## Task statement:
Extract each line holding the word "PhotoId" from the entries.

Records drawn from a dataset

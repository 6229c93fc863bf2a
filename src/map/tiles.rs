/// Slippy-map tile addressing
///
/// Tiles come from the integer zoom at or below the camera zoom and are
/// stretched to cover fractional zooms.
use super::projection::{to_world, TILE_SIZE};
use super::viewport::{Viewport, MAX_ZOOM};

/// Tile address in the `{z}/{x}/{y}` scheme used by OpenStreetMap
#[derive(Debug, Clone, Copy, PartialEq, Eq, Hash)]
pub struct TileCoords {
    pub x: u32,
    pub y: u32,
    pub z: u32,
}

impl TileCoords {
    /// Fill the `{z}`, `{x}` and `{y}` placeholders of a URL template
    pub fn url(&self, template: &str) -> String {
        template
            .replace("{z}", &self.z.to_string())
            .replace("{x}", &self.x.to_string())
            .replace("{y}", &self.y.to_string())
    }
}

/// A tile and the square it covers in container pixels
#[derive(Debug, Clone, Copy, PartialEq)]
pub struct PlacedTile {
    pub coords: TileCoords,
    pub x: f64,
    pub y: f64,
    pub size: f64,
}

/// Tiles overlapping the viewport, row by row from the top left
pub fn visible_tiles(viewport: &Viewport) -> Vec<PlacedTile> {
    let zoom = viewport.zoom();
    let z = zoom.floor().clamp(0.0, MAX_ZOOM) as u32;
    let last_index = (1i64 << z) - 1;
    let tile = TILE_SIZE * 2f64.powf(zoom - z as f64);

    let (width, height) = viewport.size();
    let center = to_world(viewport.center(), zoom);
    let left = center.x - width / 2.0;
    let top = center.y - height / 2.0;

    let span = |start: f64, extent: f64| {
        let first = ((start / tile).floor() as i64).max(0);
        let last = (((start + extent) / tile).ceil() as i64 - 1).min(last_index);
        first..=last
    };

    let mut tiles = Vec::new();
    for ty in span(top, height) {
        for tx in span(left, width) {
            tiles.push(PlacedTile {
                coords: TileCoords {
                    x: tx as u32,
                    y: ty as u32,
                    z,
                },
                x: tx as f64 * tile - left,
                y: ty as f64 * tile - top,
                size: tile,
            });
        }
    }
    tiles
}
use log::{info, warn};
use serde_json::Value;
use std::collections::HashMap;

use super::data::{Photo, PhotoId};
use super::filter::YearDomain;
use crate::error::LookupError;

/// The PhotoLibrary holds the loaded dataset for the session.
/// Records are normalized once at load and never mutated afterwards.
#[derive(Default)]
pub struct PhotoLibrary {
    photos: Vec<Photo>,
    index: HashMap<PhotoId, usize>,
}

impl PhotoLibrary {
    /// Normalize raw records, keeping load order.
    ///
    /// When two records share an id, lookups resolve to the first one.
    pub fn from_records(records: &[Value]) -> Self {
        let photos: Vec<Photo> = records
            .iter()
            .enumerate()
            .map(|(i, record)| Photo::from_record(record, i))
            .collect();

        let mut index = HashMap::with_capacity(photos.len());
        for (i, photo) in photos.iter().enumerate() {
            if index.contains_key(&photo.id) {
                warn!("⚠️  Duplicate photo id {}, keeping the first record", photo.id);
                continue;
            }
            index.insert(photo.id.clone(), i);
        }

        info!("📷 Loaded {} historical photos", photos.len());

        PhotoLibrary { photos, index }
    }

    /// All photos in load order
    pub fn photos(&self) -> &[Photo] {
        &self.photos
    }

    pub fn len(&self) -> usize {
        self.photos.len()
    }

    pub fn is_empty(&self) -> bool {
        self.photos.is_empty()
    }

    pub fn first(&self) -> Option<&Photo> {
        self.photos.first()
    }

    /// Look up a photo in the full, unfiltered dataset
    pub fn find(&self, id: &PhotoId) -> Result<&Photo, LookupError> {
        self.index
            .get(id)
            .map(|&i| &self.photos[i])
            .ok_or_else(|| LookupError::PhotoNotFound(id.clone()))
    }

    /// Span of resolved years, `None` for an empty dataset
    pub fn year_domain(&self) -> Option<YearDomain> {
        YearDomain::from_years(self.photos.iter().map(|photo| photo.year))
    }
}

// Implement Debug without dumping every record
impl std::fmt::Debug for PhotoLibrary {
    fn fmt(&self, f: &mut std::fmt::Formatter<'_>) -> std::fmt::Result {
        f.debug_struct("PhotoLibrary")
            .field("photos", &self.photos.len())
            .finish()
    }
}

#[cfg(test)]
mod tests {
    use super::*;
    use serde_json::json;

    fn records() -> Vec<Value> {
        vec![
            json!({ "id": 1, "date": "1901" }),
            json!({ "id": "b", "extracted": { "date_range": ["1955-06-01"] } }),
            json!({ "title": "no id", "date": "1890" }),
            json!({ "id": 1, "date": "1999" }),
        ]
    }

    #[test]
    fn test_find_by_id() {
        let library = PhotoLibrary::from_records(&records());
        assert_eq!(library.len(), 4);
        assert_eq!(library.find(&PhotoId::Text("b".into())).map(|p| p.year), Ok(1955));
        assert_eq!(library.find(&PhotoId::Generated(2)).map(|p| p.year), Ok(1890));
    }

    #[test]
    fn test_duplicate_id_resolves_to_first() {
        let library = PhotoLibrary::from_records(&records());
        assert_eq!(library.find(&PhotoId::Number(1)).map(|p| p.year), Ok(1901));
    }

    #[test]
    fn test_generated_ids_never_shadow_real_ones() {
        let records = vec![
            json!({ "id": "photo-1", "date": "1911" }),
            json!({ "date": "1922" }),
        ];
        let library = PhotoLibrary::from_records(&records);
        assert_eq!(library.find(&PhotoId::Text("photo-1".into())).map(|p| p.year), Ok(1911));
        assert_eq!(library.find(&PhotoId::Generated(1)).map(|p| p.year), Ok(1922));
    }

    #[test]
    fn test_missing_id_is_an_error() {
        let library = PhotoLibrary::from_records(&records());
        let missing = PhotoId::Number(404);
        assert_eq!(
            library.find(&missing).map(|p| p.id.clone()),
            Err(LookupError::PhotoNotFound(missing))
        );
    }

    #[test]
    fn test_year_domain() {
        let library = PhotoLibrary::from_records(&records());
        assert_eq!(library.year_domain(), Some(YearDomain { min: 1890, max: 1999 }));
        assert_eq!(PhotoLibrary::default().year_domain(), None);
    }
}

## Answer below:
use super::data::{Photo, PhotoId};
    index: HashMap<PhotoId, usize>,
    pub fn find(&self, id: &PhotoId) -> Result<&Photo, LookupError> {
        assert_eq!(library.find(&PhotoId::Text("b".into())).map(|p| p.year), Ok(1955));
        assert_eq!(library.find(&PhotoId::Generated(2)).map(|p| p.year), Ok(1890));
        assert_eq!(library.find(&PhotoId::Number(1)).map(|p| p.year), Ok(1901));
        assert_eq!(library.find(&PhotoId::Text("photo-1".into())).map(|p| p.year), Ok(1911));
        assert_eq!(library.find(&PhotoId::Generated(1)).map(|p| p.year), Ok(1922));
        let missing = PhotoId::Number(404);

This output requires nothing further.